June 26. - This afternoon a spy from Kaarta brought the alarming
intelligence that Daisy had taken Simbing in the morning, and would
be in Jarra some time in the course of the ensuing day. Early in
the morning nearly one-half of the townspeople took the road for
Bambarra, by the way of Deena.
Their departure was very affecting, the women and children crying,
the men sullen and dejected, and all of them looking back with
regret on their native town, and on the wells and rocks beyond which
their ambition had never tempted them to stray, and where they had
laid all their plans of future happiness, all of which they were now
forced to abandon, and to seek shelter among strangers.

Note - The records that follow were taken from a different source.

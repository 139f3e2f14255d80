use crate::{config::Config, content::tarot::TarotDeck};
use bot_db::{ButterbeanDb, approved_users::ApprovedUsers, memes::MemeStore};
use bot_traits::TraceErr;
use color_eyre::eyre::{Error, Result, WrapErr};
use std::{path::Path, sync::Arc};
use tokio::sync::RwLock;

/// The global state of the bot, handed to every command.
pub type State = Arc<RawAppState>;

pub struct RawAppState {
    pub config: Arc<RwLock<Config>>,
    /// Config file watcher that refreshes the config if it changes
    ///
    /// Attached to the state to keep the watcher alive
    _watcher: notify::RecommendedWatcher,
    pub memes: MemeStore,
    pub approved_users: ApprovedUsers,
    pub tarot: TarotDeck,
}

impl RawAppState {
    pub fn new(config: Config, db: ButterbeanDb, config_path: String) -> Result<RawAppState> {
        let memes = MemeStore::new(&db)?;
        let approved_users = ApprovedUsers::new(&db)?;
        let tarot = TarotDeck::load(config.tarot_deck_path.as_deref()).trace_err_or(TarotDeck::Missing);

        let config = Arc::new(RwLock::new(config));

        use notify::{
            Event, EventKind, RecursiveMode, Watcher,
            event::{AccessKind, AccessMode},
        };

        let config_clone = Arc::clone(&config);
        let reload_config_path = config_path.clone();

        let mut watcher = notify::recommended_watcher(move |res| match res {
            Ok(Event {
                kind: EventKind::Access(AccessKind::Close(AccessMode::Write)),
                ..
            }) => {
                tracing::info!("config changed, reloading...");

                config_clone.blocking_write().reload(&*reload_config_path);
            }
            Err(e) => tracing::error!("watch error: {:?}", e),
            _ => {}
        })
        .wrap_err("Failed to create file watcher")?;

        watcher
            .watch(Path::new(&config_path), RecursiveMode::NonRecursive)
            .wrap_err("Failed to watch config file")?;

        Ok(RawAppState {
            config,
            _watcher: watcher,
            memes,
            approved_users,
            tarot,
        })
    }
}

// User data, which is stored and accessible in all command invocations
pub type PoiseContext<'a> = poise::Context<'a, State, Error>;
pub const AUTHOR: &str = "Bob Ross";

pub const QUOTES: &[&str] = &[
    "We don't make mistakes, just happy little accidents.",
    "Talent is a pursued interest. Anything that you're willing to practice, you can do.",
    "There's nothing wrong with having a tree as a friend.",
    "Let's get crazy.",
    "You too can paint almighty pictures.",
    "In painting, you have unlimited power. You have the ability to move mountains.",
    "Everybody needs a friend.",
    "Just go out and talk to a tree. Make friends with it.",
    "All you need to paint is a few tools, a little instruction, and a vision in your mind.",
    "This is your world. You're the creator.",
    "Let's build a happy little cloud.",
    "Didn't you know you had that much power? You can move mountains. You can do anything.",
    "You need the dark in order to show the light.",
    "Beat the devil out of it.",
];
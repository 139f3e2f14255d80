use bot_db::{ButterbeanDb, approved_users::ApprovedUsers};
use bot_lib::{
    commands::{
        help::help,
        memes::{add, bb, beanfo, remove},
        pronoun_picker::pickpronoun,
        quotes::{bobross, bovonto},
        register::register,
        roles::{callme, imnot, join, leave, listroles},
        tarot::tarot,
        welcome::resend,
    },
    config,
    data::{RawAppState, State},
    event_handler::event_handler,
    pitch_schedule::pitch_interval,
};
use clap::Parser;
use color_eyre::eyre::{OptionExt, Result, WrapErr};
use dotenvy::dotenv;
use poise::serenity_prelude as serenity;
use std::sync::Arc;
use tracing_subscriber::util::SubscriberInitExt;

/// Environment variables that may hold the bot token, in order of preference.
const TOKEN_VARS: [&str; 3] = ["DISCORD_TOKEN", "BOT_TOKEN", "TOKEN"];

/// The cli arguments for the bot
#[derive(Parser, Debug)]
#[command(author, version, about, long_about = None)]
pub struct Args {
    /// Don't start the discord bot
    #[arg(short, long, default_value = "false")]
    pub dry_run: bool,

    /// Path to the config file
    #[arg(short, long, default_value_t = String::from("config.toml"))]
    pub config: String,

    /// Allow a username to add and remove memes. Can be repeated.
    #[arg(short, long)]
    pub approve: Vec<String>,
}

fn discord_token() -> Result<String> {
    TOKEN_VARS
        .iter()
        .find_map(|var| std::env::var(var).ok())
        .ok_or_eyre("Expected a DISCORD_TOKEN (or BOT_TOKEN / TOKEN) environment variable")
}

#[tokio::main]
async fn main() -> Result<()> {
    // Tokens can come from the real environment too, a missing .env is fine.
    dotenv().ok();
    color_eyre::install()?;

    tracing_subscriber::fmt()
        .with_env_filter(tracing_subscriber::EnvFilter::from_default_env())
        .compact()
        .with_file(true)
        .with_line_number(true)
        .with_target(false)
        .finish()
        .init();

    let Args {
        dry_run,
        config: config_path,
        approve,
    } = Args::parse();
    let token = discord_token()?;
    let config =
        config::Config::create_from_file(&config_path).wrap_err("Failed to load config")?;

    let db = ButterbeanDb::open(&config.db_path)?;

    if !approve.is_empty() {
        let approved_users = ApprovedUsers::new(&db)?;
        for username in &approve {
            approved_users.approve(username)?;
        }
        db.flush()?;
    }

    let guild_id = serenity::GuildId::new(config.guild_id);
    let prefix = config.command_prefix.clone();
    let state_db = db.clone();

    let framework = poise::Framework::builder()
        .options(poise::FrameworkOptions {
            commands: vec![
                bb(),
                add(),
                remove(),
                beanfo(),
                resend(),
                bobross(),
                bovonto(),
                callme(),
                imnot(),
                join(),
                leave(),
                listroles(),
                pickpronoun(),
                tarot(),
                help(),
                register(),
            ],
            prefix_options: poise::PrefixFrameworkOptions {
                prefix: Some(prefix),
                ..Default::default()
            },
            event_handler: |ctx, event, framework, data| {
                Box::pin(event_handler(ctx, event, framework, data))
            },
            on_error: |error| {
                async fn on_error(error: poise::FrameworkError<'_, State, color_eyre::eyre::Error>) {
                    tracing::error!("{}", error);
                }

                Box::pin(on_error(error))
            },
            ..Default::default()
        })
        .setup(move |ctx, _ready, framework| {
            Box::pin(async move {
                poise::builtins::register_in_guild(ctx, &framework.options().commands, guild_id)
                    .await?;

                if let Some(schedule) = config.bovonto_schedule.clone() {
                    let http = Arc::clone(&ctx.http);
                    let icon = config.icons.bovonto.clone();
                    tokio::spawn(async move { pitch_interval(http, schedule, icon).await });
                }

                Ok(Arc::new(RawAppState::new(config, state_db, config_path)?))
            })
        });

    let client = serenity::ClientBuilder::new(
        token,
        serenity::GatewayIntents::non_privileged()
            | serenity::GatewayIntents::MESSAGE_CONTENT
            | serenity::GatewayIntents::GUILD_MEMBERS
            | serenity::GatewayIntents::GUILD_MESSAGES,
    )
    .framework(framework.build())
    .await;

    if dry_run {
        println!("Bot setup worked, dry run enabled, exiting");
        return Ok(());
    }

    let mut client = client.wrap_err("Failed to start bot (serenity)")?;

    let shard_manager = Arc::clone(&client.shard_manager);
    tokio::spawn(async move {
        if tokio::signal::ctrl_c().await.is_ok() {
            tracing::info!("Shutting down");
            shard_manager.shutdown_all().await;
        }
    });

    tracing::info!("Starting bot");

    let result = client
        .start()
        .await
        .wrap_err("Failed to start bot (startup)");

    db.flush()?;

    result
}
use std::fmt::Debug;

/// Forwards an error to the log without otherwise handling it.
///
/// Usable at the end of any `Result` chain (eyre or otherwise) where the caller
/// wants to keep going after a failure but still have it show up in the console.
pub trait TraceErr<T, E> {
    fn trace_err(self) -> Result<T, E>;
    fn trace_err_ok(self) -> Option<T>;
    /// Logs the error and falls back to `fallback`.
    fn trace_err_or(self, fallback: T) -> T;
}

impl<T, E> TraceErr<T, E> for Result<T, E>
where
    E: Debug,
{
    fn trace_err(self) -> Result<T, E> {
        self.inspect_err(|e| tracing::error!("{:?}", e))
    }

    fn trace_err_ok(self) -> Option<T> {
        self.trace_err().ok()
    }

    fn trace_err_or(self, fallback: T) -> T {
        self.trace_err().unwrap_or(fallback)
    }
}

#[cfg(test)]
mod test {
    use super::TraceErr;

    #[test]
    fn falls_back_on_error() {
        let failed: Result<bool, &str> = Err("boom");
        assert!(!failed.trace_err_or(false));

        let worked: Result<bool, &str> = Ok(true);
        assert!(worked.trace_err_or(false));
        assert_eq!(Err::<u8, _>("nope").trace_err_ok(), None);
    }
}
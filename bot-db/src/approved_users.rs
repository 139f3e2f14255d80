use crate::{ButterbeanDb, ReadWriteTree};
use color_eyre::eyre::{Context, Result};
use sled::Tree;

/// Usernames allowed to change the meme catalog.
pub struct ApprovedUsers(Tree);

impl ApprovedUsers {
    pub fn new(db: &ButterbeanDb) -> Result<Self> {
        Ok(ApprovedUsers(db.open_tree("approved_users")?))
    }

    pub fn approve(&self, username: &str) -> Result<()> {
        tracing::info!("Approving {username}");
        self.0.typed_insert(username.to_lowercase(), &())
    }

    pub fn usernames(&self) -> Result<Vec<String>> {
        self.0
            .iter()
            .keys()
            .map(|key| -> Result<String> {
                let key = key.wrap_err("Failed to read approved user")?;
                Ok(String::from_utf8_lossy(&key).into_owned())
            })
            .collect()
    }

    /// Whether any stored username contains `username`, ignoring case.
    pub fn contains(&self, username: &str) -> Result<bool> {
        let username = username.to_lowercase();

        Ok(self
            .usernames()?
            .iter()
            .any(|approved| approved.contains(&username)))
    }
}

June 27. - About eleven o'clock in the forenoon we were alarmed by
the sentinels, who brought information that Daisy was on his march
towards Jarra, and that the confederate army had fled before him
without firing a gun. The terror of the townspeople on this
occasion is not easily to be described. Indeed, the screams of the
women and children, and the great hurry and confusion that
everywhere prevailed, made me suspect that the Kaartans had already
entered the town; and although I had every reason to be pleased with
Daisy's behaviour to me when I was at Kemmoo, I had no wish to
expose myself to the mercy of his army, who might in the general
confusion mistake me for a Moor.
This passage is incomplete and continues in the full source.